▼

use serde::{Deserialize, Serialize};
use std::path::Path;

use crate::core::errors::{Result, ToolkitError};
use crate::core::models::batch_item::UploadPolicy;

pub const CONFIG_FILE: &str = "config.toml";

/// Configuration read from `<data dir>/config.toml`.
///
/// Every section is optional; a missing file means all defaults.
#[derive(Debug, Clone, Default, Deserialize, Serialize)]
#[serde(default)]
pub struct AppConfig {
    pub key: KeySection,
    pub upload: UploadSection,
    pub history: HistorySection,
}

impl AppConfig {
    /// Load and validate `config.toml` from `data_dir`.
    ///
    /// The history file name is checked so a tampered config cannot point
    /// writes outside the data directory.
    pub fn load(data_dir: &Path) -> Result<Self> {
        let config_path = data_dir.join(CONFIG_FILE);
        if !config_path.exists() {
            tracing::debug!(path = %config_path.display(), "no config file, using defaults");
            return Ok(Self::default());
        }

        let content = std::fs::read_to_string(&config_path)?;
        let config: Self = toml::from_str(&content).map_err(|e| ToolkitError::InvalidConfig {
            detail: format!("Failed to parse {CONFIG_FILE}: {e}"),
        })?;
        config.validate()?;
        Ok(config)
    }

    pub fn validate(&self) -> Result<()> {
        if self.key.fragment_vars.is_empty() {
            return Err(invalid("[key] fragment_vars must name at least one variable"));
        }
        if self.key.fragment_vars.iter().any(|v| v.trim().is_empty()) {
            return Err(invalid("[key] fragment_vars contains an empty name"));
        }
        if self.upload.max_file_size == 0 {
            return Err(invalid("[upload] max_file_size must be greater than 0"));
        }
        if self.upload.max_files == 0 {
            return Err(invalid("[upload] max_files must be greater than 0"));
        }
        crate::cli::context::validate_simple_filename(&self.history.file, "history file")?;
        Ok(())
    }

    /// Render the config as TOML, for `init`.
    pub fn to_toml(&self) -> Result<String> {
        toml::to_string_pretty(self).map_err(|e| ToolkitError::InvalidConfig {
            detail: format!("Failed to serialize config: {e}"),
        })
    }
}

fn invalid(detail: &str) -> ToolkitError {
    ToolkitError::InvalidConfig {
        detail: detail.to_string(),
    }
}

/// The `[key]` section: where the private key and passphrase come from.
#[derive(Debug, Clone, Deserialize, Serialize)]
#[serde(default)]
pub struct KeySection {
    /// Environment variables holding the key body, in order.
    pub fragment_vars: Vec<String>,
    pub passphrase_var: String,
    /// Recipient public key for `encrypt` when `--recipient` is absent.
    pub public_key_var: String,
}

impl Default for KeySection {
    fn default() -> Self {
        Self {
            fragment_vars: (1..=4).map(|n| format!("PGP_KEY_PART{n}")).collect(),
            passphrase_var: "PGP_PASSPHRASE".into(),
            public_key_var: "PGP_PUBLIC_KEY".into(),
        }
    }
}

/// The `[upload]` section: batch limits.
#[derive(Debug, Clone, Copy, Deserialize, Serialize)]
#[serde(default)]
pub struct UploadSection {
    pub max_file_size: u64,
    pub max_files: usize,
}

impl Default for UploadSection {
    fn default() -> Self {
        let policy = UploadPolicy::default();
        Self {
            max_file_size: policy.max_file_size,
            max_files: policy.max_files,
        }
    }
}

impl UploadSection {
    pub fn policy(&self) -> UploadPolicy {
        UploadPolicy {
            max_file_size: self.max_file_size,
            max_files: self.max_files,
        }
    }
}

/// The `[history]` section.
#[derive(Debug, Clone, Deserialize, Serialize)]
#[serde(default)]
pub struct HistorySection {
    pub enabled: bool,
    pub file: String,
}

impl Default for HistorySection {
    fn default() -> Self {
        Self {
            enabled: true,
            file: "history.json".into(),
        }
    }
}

▲
▼

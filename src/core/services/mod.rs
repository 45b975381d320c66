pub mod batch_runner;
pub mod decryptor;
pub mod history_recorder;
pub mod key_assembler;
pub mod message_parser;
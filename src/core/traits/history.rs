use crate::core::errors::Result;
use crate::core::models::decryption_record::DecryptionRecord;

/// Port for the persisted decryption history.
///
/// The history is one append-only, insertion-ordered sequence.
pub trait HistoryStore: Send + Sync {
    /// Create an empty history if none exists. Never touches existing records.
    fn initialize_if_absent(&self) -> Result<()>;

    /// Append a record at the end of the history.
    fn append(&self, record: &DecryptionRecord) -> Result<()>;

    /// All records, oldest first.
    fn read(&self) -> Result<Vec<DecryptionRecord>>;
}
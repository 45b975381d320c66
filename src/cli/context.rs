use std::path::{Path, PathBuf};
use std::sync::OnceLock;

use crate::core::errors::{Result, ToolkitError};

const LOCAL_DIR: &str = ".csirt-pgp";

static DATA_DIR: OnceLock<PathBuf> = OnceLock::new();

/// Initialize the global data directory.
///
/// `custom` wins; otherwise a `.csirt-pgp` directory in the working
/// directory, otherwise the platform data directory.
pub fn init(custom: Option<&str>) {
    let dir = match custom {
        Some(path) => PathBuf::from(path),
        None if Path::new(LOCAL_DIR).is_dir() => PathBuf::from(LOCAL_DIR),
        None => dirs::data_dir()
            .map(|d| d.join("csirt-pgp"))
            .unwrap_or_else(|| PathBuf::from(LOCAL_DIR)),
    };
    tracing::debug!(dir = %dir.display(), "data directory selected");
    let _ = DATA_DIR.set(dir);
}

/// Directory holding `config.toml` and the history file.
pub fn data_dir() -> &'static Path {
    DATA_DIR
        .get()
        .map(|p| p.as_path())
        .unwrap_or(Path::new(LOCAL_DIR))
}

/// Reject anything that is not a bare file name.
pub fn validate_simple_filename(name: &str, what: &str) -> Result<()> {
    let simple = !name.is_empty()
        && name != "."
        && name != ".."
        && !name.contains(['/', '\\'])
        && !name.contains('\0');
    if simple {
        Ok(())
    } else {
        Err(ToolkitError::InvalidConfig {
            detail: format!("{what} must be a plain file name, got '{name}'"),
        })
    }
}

▲

About this task:
Count how many lines of the listing above include the word "what", then reply with that count and no other text.

Response to this task:
2